Petrologic and geochemical characteristics and the origin of dolomites in the Qixia Formation in Nanjiang county of the Sichuan Basin

doi: 10.11781/sysydz201602251

  • State Key Laboratory of Gas Reservoir Geology and Exploitation, Chengdu University of Technology, Chengdu, Sichuan 610059, China

  • Received Date: 2015-07-17
  • Rev Recd Date: 2016-01-25
  • Publish Date: 2016-03-28
    Abstract
  • Limestones are locally dolomitized in the 2nd member of the Middle Permian Qixia Formation of Qiaoting section, located in Nanjiang county of the Sichuan Basin. Matrix dolomites primarily consist of non-planar xenotopic dolomite crystals, and vugs and fractures are filled with saddle dolomites and crystalline calcites. Dissolution occurs mainly in dolomites. Characteristics and origin of matrix dolomites and saddle dolomites have been determined based on petrographic examinations, integration of carbon and oxygen stable isotopes, trace element content, fluid inclusion data, cathodoluminescence images, burial and thermal maturation history and abnormal thermal events associated with the Emeishan basalt eruption. The research showed that the fluid inclusion homogenization temperatures of matrix dolomites, saddle dolomites and crystalline calcites range 100~110℃, 130~230℃ and 130~230℃, respectively. The δ18O values of the samples which mainly consist of matrix dolomites, saddle dolomites and crystalline calcites range -4.27‰~-6.28‰, -4.87‰~-5.80‰ and -5.16‰~-6.50‰, respectively. Saddle dolomites and crystalline calcites have the characteristics of more negative δ18O values than matrix dolomites. The δ13C values of the samples which mainly consist of matrix dolomites, saddle dolomites and crystalline calcites range 3.97‰~5.22‰, 4.88‰~5.35‰ and 2.73‰~4.29‰, respectively, indicating that the carbon source is generally from the coeval seawater. The δ18O values of dolomitizing fluids for matrix dolomite and saddle dolomite range +3‰~+6‰ (SMOW) and +7‰~+14‰ (SMOW), respectively.
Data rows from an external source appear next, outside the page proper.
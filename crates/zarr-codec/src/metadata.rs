//! Zarr v2 array descriptor (`.zarray`) and the pieces it is built from.

use serde::{Deserialize, Serialize};
use serde_json::{Map, Value};

use crate::dtype::{DataType, ElementKind};
use crate::error::{CodecError, Result};

/// Compressor or filter entry: an `id` plus flattened configuration.
///
/// ```json
/// { "id": "zlib", "level": 5 }
/// ```
#[derive(Debug, Clone, PartialEq, Serialize, Deserialize)]
pub struct CodecSpec {
    pub id: String,
    #[serde(flatten)]
    pub configuration: Map<String, Value>,
}

impl CodecSpec {
    pub fn new(id: impl Into<String>) -> Self {
        Self {
            id: id.into(),
            configuration: Map::new(),
        }
    }

    /// Add a configuration field.
    pub fn with(mut self, key: &str, value: impl Into<Value>) -> Self {
        self.configuration.insert(key.to_string(), value.into());
        self
    }

    pub fn get(&self, key: &str) -> Option<&Value> {
        self.configuration.get(key)
    }
}

/// Element layout inside each chunk.
#[derive(Debug, Clone, Copy, PartialEq, Eq, Default, Serialize, Deserialize)]
pub enum MemoryOrder {
    /// Row-major, last index varies fastest.
    #[default]
    #[serde(rename = "C")]
    RowMajor,
    /// Column-major, first index varies fastest.
    #[serde(rename = "F")]
    ColumnMajor,
}

/// Fill value used for chunks that were never written.
#[derive(Debug, Clone, Copy, PartialEq)]
pub enum FillValue {
    Bool(bool),
    Int(i64),
    UInt(u64),
    Float(f64),
}

impl FillValue {
    /// Interpret a `.zarray` `fill_value` for the given dtype.
    ///
    /// `null` means "no fill value" and materializes as zero.
    pub fn from_json(value: &Value, dtype: &DataType) -> Result<Self> {
        let bad = || CodecError::invalid_metadata(format!("invalid fill_value {value} for {dtype}"));

        let fill = match (value, dtype.kind()) {
            (Value::Null, ElementKind::Bool) => Self::Bool(false),
            (Value::Null, ElementKind::Int) => Self::Int(0),
            (Value::Null, ElementKind::UInt) => Self::UInt(0),
            (Value::Null, ElementKind::Float) => Self::Float(0.0),
            (Value::Bool(b), ElementKind::Bool) => Self::Bool(*b),
            (Value::Number(n), ElementKind::Bool) => Self::Bool(n.as_f64().ok_or_else(bad)? != 0.0),
            (Value::Number(n), ElementKind::Int) => Self::Int(n.as_i64().ok_or_else(bad)?),
            (Value::Number(n), ElementKind::UInt) => Self::UInt(n.as_u64().ok_or_else(bad)?),
            (Value::Number(n), ElementKind::Float) => Self::Float(n.as_f64().ok_or_else(bad)?),
            (Value::String(s), ElementKind::Float) => match s.as_str() {
                "NaN" => Self::Float(f64::NAN),
                "Infinity" => Self::Float(f64::INFINITY),
                "-Infinity" => Self::Float(f64::NEG_INFINITY),
                _ => return Err(bad()),
            },
            _ => return Err(bad()),
        };
        Ok(fill)
    }
}

fn default_zarr_format() -> u8 {
    2
}

/// Array descriptor as stored in `.zarray`.
#[derive(Debug, Clone, PartialEq, Serialize, Deserialize)]
pub struct ArrayMetadata {
    #[serde(default = "default_zarr_format")]
    pub zarr_format: u8,
    /// Extent of each dimension.
    pub shape: Vec<u64>,
    /// Chunk extent of each dimension.
    pub chunks: Vec<u64>,
    pub dtype: String,
    #[serde(default)]
    pub compressor: Option<CodecSpec>,
    #[serde(default)]
    pub filters: Option<Vec<CodecSpec>>,
    #[serde(default)]
    pub fill_value: Value,
    #[serde(default)]
    pub order: MemoryOrder,
    #[serde(default, skip_serializing_if = "Option::is_none")]
    pub dimension_separator: Option<String>,
}

impl ArrayMetadata {
    /// Minimal uncompressed, row-major descriptor.
    pub fn new(shape: Vec<u64>, chunks: Vec<u64>, dtype: impl Into<String>) -> Self {
        Self {
            zarr_format: 2,
            shape,
            chunks,
            dtype: dtype.into(),
            compressor: None,
            filters: None,
            fill_value: Value::Null,
            order: MemoryOrder::RowMajor,
            dimension_separator: None,
        }
    }

    pub fn with_compressor(mut self, compressor: CodecSpec) -> Self {
        self.compressor = Some(compressor);
        self
    }

    pub fn with_filters(mut self, filters: Vec<CodecSpec>) -> Self {
        self.filters = Some(filters);
        self
    }

    pub fn with_fill_value(mut self, fill_value: Value) -> Self {
        self.fill_value = fill_value;
        self
    }

    pub fn with_order(mut self, order: MemoryOrder) -> Self {
        self.order = order;
        self
    }

    pub fn with_dimension_separator(mut self, separator: &str) -> Self {
        self.dimension_separator = Some(separator.to_string());
        self
    }

    /// Check shape/chunk consistency.
    pub fn validate(&self) -> Result<()> {
        if self.shape.len() != self.chunks.len() {
            return Err(CodecError::invalid_metadata(format!(
                "shape {:?} and chunks {:?} have different dimensionality",
                self.shape, self.chunks
            )));
        }
        if self.chunks.iter().any(|&c| c == 0) {
            return Err(CodecError::invalid_metadata(format!(
                "chunk shape {:?} contains a zero extent",
                self.chunks
            )));
        }
        match self.dimension_separator.as_deref() {
            None | Some(".") | Some("/") => Ok(()),
            Some(other) => Err(CodecError::invalid_metadata(format!(
                "unsupported dimension_separator {other:?}"
            ))),
        }
    }

    pub fn ndim(&self) -> usize {
        self.shape.len()
    }

    pub fn data_type(&self) -> Result<DataType> {
        DataType::parse(&self.dtype)
    }

    pub fn fill(&self) -> Result<FillValue> {
        FillValue::from_json(&self.fill_value, &self.data_type()?)
    }

    /// Separator joining chunk coordinates in a chunk key.
    pub fn separator(&self) -> &str {
        self.dimension_separator.as_deref().unwrap_or(".")
    }

    /// Number of chunks along each dimension.
    pub fn chunk_grid_shape(&self) -> Vec<u64> {
        self.shape
            .iter()
            .zip(&self.chunks)
            .map(|(&s, &c)| s.div_ceil(c))
            .collect()
    }

    /// Chunk key relative to the array path; zero-dimensional arrays use `0`.
    pub fn chunk_key(&self, coords: &[u64]) -> String {
        if coords.is_empty() {
            return "0".to_string();
        }
        coords
            .iter()
            .map(|c| c.to_string())
            .collect::<Vec<_>>()
            .join(self.separator())
    }

    /// Parse a chunk key back into coordinates.
    pub fn parse_chunk_key(&self, key: &str) -> Option<Vec<u64>> {
        if self.ndim() == 0 {
            return (key == "0").then(Vec::new);
        }
        let coords = key
            .split(self.separator())
            .map(|part| part.parse::<u64>().ok())
            .collect::<Option<Vec<_>>>()?;
        (coords.len() == self.ndim()).then_some(coords)
    }

    /// Extent of a chunk trimmed at the array boundary.
    pub fn chunk_extent(&self, coords: &[u64]) -> Vec<u64> {
        coords
            .iter()
            .zip(self.shape.iter().zip(&self.chunks))
            .map(|(&c, (&s, &cs))| cs.min(s.saturating_sub(c * cs)))
            .collect()
    }

    /// Element count of a full (untrimmed) chunk.
    pub fn chunk_len(&self) -> usize {
        self.chunks.iter().product::<u64>() as usize
    }
}

#[cfg(test)]
mod tests {
    use super::*;
    use serde_json::json;

    #[test]
    fn test_parse_zarray() {
        let meta: ArrayMetadata = serde_json::from_value(json!({
            "zarr_format": 2,
            "shape": [100, 4],
            "chunks": [10, 4],
            "dtype": "<f4",
            "compressor": {"id": "zlib", "level": 1},
            "filters": null,
            "fill_value": "NaN",
            "order": "C"
        }))
        .unwrap();

        assert_eq!(meta.shape, vec![100, 4]);
        assert_eq!(meta.compressor.as_ref().unwrap().id, "zlib");
        assert_eq!(meta.compressor.as_ref().unwrap().get("level"), Some(&json!(1)));
        assert_eq!(meta.order, MemoryOrder::RowMajor);
        assert!(matches!(meta.fill().unwrap(), FillValue::Float(v) if v.is_nan()));
        assert!(meta.validate().is_ok());
    }

    #[test]
    fn test_chunk_grid_and_extent() {
        let meta = ArrayMetadata::new(vec![25, 7], vec![10, 4], "<i2");
        assert_eq!(meta.chunk_grid_shape(), vec![3, 2]);
        assert_eq!(meta.chunk_extent(&[0, 0]), vec![10, 4]);
        assert_eq!(meta.chunk_extent(&[2, 1]), vec![5, 3]);
        assert_eq!(meta.chunk_len(), 40);
    }

    #[test]
    fn test_chunk_keys() {
        let meta = ArrayMetadata::new(vec![25, 7], vec![10, 4], "<i2");
        assert_eq!(meta.chunk_key(&[2, 1]), "2.1");
        assert_eq!(meta.parse_chunk_key("2.1"), Some(vec![2, 1]));
        assert_eq!(meta.parse_chunk_key("2"), None);

        let nested = meta.clone().with_dimension_separator("/");
        assert_eq!(nested.chunk_key(&[2, 1]), "2/1");
        assert_eq!(nested.parse_chunk_key("2/1"), Some(vec![2, 1]));

        let scalar = ArrayMetadata::new(vec![], vec![], "<f8");
        assert_eq!(scalar.chunk_key(&[]), "0");
        assert_eq!(scalar.parse_chunk_key("0"), Some(vec![]));
    }

    #[test]
    fn test_validate_rejects_mismatched_dims() {
        let meta = ArrayMetadata::new(vec![25, 7], vec![10], "<i2");
        assert!(meta.validate().is_err());
        let meta = ArrayMetadata::new(vec![25], vec![0], "<i2");
        assert!(meta.validate().is_err());
    }

    #[test]
    fn test_fill_values() {
        let f4 = DataType::parse("<f4").unwrap();
        let u1 = DataType::parse("|u1").unwrap();
        assert_eq!(FillValue::from_json(&Value::Null, &u1).unwrap(), FillValue::UInt(0));
        assert_eq!(
            FillValue::from_json(&json!("-Infinity"), &f4).unwrap(),
            FillValue::Float(f64::NEG_INFINITY)
        );
        assert_eq!(FillValue::from_json(&json!(7), &u1).unwrap(), FillValue::UInt(7));
        assert!(FillValue::from_json(&json!(-1), &u1).is_err());
        assert!(FillValue::from_json(&json!("abc"), &f4).is_err());
    }
}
This is consistent with the formation of matrix and saddle dolomites in fluids with elevated salinity and temperature. Matrix dolomites, saddle dolomites and crystalline calcites were influenced by thermal events caused by Emeishan basalt eruption activity. The kinetic barrier of dolomite precipitation was overcome by high salinity and temperature, and it allowed the transformation of limestones into replacive matrix dolomites and precipitate saddle dolomites in vugs and fractures. Due to lasting high temperature and Mg2+ loss, calcites with high temperature precipitated, which showed that hydrothermal fluids altered the carbonate rocks.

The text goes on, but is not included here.